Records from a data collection
========================
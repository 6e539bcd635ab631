//! Checkout error types.

use thiserror::Error;

use crate::storage::StorageError;

/// Errors that stop a checkout.
#[derive(Debug, Error)]
pub enum CheckoutError {
    /// Nobody is logged in; the shopper has been sent to the login page.
    #[error("please log in to check out")]
    Unauthenticated,

    /// There is nothing to buy.
    #[error("your cart is empty")]
    EmptyCart,

    /// No shipping address given and none on the profile.
    #[error("a shipping address is required")]
    MissingAddress,

    /// The order could not be recorded. The cart is left intact.
    #[error("storage error: {0}")]
    Storage(#[from] StorageError),
}
//! Accounts, sessions and per-shopper cart namespaces.

#![allow(clippy::unwrap_used)]

use secrecy::SecretString;

use corner_shop_core::ProductId;
use corner_shop_integration_tests::{product, sign_in};
use corner_shop_storefront::identity::{CartNamespace, PrincipalSource};
use corner_shop_storefront::services::{AuthError, AuthService, CartStore, ProfileUpdate, RegisterRequest};
use corner_shop_storefront::storage::MemoryStore;

#[test]
fn test_each_shopper_sees_only_their_cart() {
    let store = MemoryStore::new();
    let auth = AuthService::new(&store);
    let carts = CartStore::new(&store, &auth, &());

    sign_in(&auth, "ada", "ada@example.com");
    carts.add_to_cart(&product(1, "Backpack", "109.95")).unwrap();
    carts.update_quantity(ProductId::new(1), 2);
    auth.logout();

    sign_in(&auth, "bob", "bob@example.com");
    assert!(carts.get_cart().is_empty());
    carts.add_to_cart(&product(2, "Jacket", "55.99")).unwrap();
    auth.logout();

    auth.login("ada@example.com", &SecretString::from("ada-password".to_owned()))
        .unwrap();
    let cart = carts.get_cart();
    assert_eq!(cart.count(), 3);
    assert!(!cart.contains(ProductId::new(2)));
}

#[test]
fn test_logout_switches_same_store_to_guest_namespace() {
    let store = MemoryStore::new();
    let auth = AuthService::new(&store);
    let carts = CartStore::new(&store, &auth, &());

    let ada = sign_in(&auth, "ada", "ada@example.com");
    assert_eq!(carts.namespace(), CartNamespace::Shopper(ada.email));
    carts.add_to_cart(&product(1, "Backpack", "109.95")).unwrap();

    auth.logout();
    assert_eq!(carts.namespace(), CartNamespace::Guest);
    assert!(carts.get_cart().is_empty());
    assert_eq!(carts.cart_count(), 0);
}

#[test]
fn test_login_is_case_insensitive_on_email() {
    let store = MemoryStore::new();
    let auth = AuthService::new(&store);
    sign_in(&auth, "ada", "ada@example.com");
    auth.logout();

    let principal = auth
        .login("  ADA@Example.com ", &SecretString::from("ada-password".to_owned()))
        .unwrap();
    assert_eq!(principal.email.as_str(), "ada@example.com");
    assert!(auth.current_principal().is_some());
}

#[test]
fn test_wrong_password_leaves_session_untouched() {
    let store = MemoryStore::new();
    let auth = AuthService::new(&store);
    sign_in(&auth, "ada", "ada@example.com");
    auth.logout();

    let err = auth
        .login("ada@example.com", &SecretString::from("not-it".to_owned()))
        .unwrap_err();
    assert!(matches!(err, AuthError::InvalidCredentials));
    assert!(auth.current_principal().is_none());
}

#[test]
fn test_duplicate_registration_is_rejected() {
    let store = MemoryStore::new();
    let auth = AuthService::new(&store);
    sign_in(&auth, "ada", "ada@example.com");

    let err = auth
        .register(RegisterRequest {
            name: "Imposter".to_owned(),
            email: "Ada@example.com".to_owned(),
            password: SecretString::from("hunter22".to_owned()),
            address: None,
        })
        .unwrap_err();
    assert!(matches!(err, AuthError::UserAlreadyExists));
    assert_eq!(auth.users().len(), 1);
}

#[test]
fn test_profile_update_keeps_cart_and_changes_password() {
    let store = MemoryStore::new();
    let auth = AuthService::new(&store);
    let carts = CartStore::new(&store, &auth, &());
    sign_in(&auth, "ada", "ada@example.com");
    carts.add_to_cart(&product(1, "Backpack", "109.95")).unwrap();

    let updated = auth
        .update_profile(ProfileUpdate {
            name: Some("Ada Lovelace".to_owned()),
            password: Some(SecretString::from("engine42".to_owned())),
            ..ProfileUpdate::default()
        })
        .unwrap();
    assert_eq!(updated.name, "Ada Lovelace");
    assert_eq!(carts.cart_count(), 1);

    auth.logout();
    assert!(
        auth.login("ada@example.com", &SecretString::from("ada-password".to_owned()))
            .is_err()
    );
    assert!(
        auth.login("ada@example.com", &SecretString::from("engine42".to_owned()))
            .is_ok()
    );
}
========================
# Activity
Return each line above exactly.

# Answer
repository 6e539bcd635ab631
//! Checkout error types.

use thiserror::Error;

use crate::storage::StorageError;

/// Errors that stop a checkout.
#[derive(Debug, Error)]
pub enum CheckoutError {
    /// Nobody is logged in; the shopper has been sent to the login page.
    #[error("please log in to check out")]
    Unauthenticated,

    /// There is nothing to buy.
    #[error("your cart is empty")]
    EmptyCart,

    /// No shipping address given and none on the profile.
    #[error("a shipping address is required")]
    MissingAddress,

    /// The order could not be recorded. The cart is left intact.
    #[error("storage error: {0}")]
    Storage(#[from] StorageError),
}
//! Accounts, sessions and per-shopper cart namespaces.

#![allow(clippy::unwrap_used)]

use secrecy::SecretString;

use corner_shop_core::ProductId;
use corner_shop_integration_tests::{product, sign_in};
use corner_shop_storefront::identity::{CartNamespace, PrincipalSource};
use corner_shop_storefront::services::{AuthError, AuthService, CartStore, ProfileUpdate, RegisterRequest};
use corner_shop_storefront::storage::MemoryStore;

#[test]
fn test_each_shopper_sees_only_their_cart() {
    let store = MemoryStore::new();
    let auth = AuthService::new(&store);
    let carts = CartStore::new(&store, &auth, &());

    sign_in(&auth, "ada", "ada@example.com");
    carts.add_to_cart(&product(1, "Backpack", "109.95")).unwrap();
    carts.update_quantity(ProductId::new(1), 2);
    auth.logout();

    sign_in(&auth, "bob", "bob@example.com");
    assert!(carts.get_cart().is_empty());
    carts.add_to_cart(&product(2, "Jacket", "55.99")).unwrap();
    auth.logout();

    auth.login("ada@example.com", &SecretString::from("ada-password".to_owned()))
        .unwrap();
    let cart = carts.get_cart();
    assert_eq!(cart.count(), 3);
    assert!(!cart.contains(ProductId::new(2)));
}

#[test]
fn test_logout_switches_same_store_to_guest_namespace() {
    let store = MemoryStore::new();
    let auth = AuthService::new(&store);
    let carts = CartStore::new(&store, &auth, &());

    let ada = sign_in(&auth, "ada", "ada@example.com");
    assert_eq!(carts.namespace(), CartNamespace::Shopper(ada.email));
    carts.add_to_cart(&product(1, "Backpack", "109.95")).unwrap();

    auth.logout();
    assert_eq!(carts.namespace(), CartNamespace::Guest);
    assert!(carts.get_cart().is_empty());
    assert_eq!(carts.cart_count(), 0);
}

#[test]
fn test_login_is_case_insensitive_on_email() {
    let store = MemoryStore::new();
    let auth = AuthService::new(&store);
    sign_in(&auth, "ada", "ada@example.com");
    auth.logout();

    let principal = auth
        .login("  ADA@Example.com ", &SecretString::from("ada-password".to_owned()))
        .unwrap();
    assert_eq!(principal.email.as_str(), "ada@example.com");
    assert!(auth.current_principal().is_some());
}

#[test]
fn test_wrong_password_leaves_session_untouched() {
    let store = MemoryStore::new();
    let auth = AuthService::new(&store);
    sign_in(&auth, "ada", "ada@example.com");
    auth.logout();

    let err = auth
        .login("ada@example.com", &SecretString::from("not-it".to_owned()))
        .unwrap_err();
    assert!(matches!(err, AuthError::InvalidCredentials));
    assert!(auth.current_principal().is_none());
}

#[test]
fn test_duplicate_registration_is_rejected() {
    let store = MemoryStore::new();
    let auth = AuthService::new(&store);
    sign_in(&auth, "ada", "ada@example.com");

    let err = auth
        .register(RegisterRequest {
            name: "Imposter".to_owned(),
            email: "Ada@example.com".to_owned(),
            password: SecretString::from("hunter22".to_owned()),
            address: None,
        })
        .unwrap_err();
    assert!(matches!(err, AuthError::UserAlreadyExists));
    assert_eq!(auth.users().len(), 1);
}

#[test]
fn test_profile_update_keeps_cart_and_changes_password() {
    let store = MemoryStore::new();
    let auth = AuthService::new(&store);
    let carts = CartStore::new(&store, &auth, &());
    sign_in(&auth, "ada", "ada@example.com");
    carts.add_to_cart(&product(1, "Backpack", "109.95")).unwrap();

    let updated = auth
        .update_profile(ProfileUpdate {
            name: Some("Ada Lovelace".to_owned()),
            password: Some(SecretString::from("engine42".to_owned())),
            ..ProfileUpdate::default()
        })
        .unwrap();
    assert_eq!(updated.name, "Ada Lovelace");
    assert_eq!(carts.cart_count(), 1);

    auth.logout();
    assert!(
        auth.login("ada@example.com", &SecretString::from("ada-password".to_owned()))
            .is_err()
    );
    assert!(
        auth.login("ada@example.com", &SecretString::from("engine42".to_owned()))
            .is_ok()
    );
}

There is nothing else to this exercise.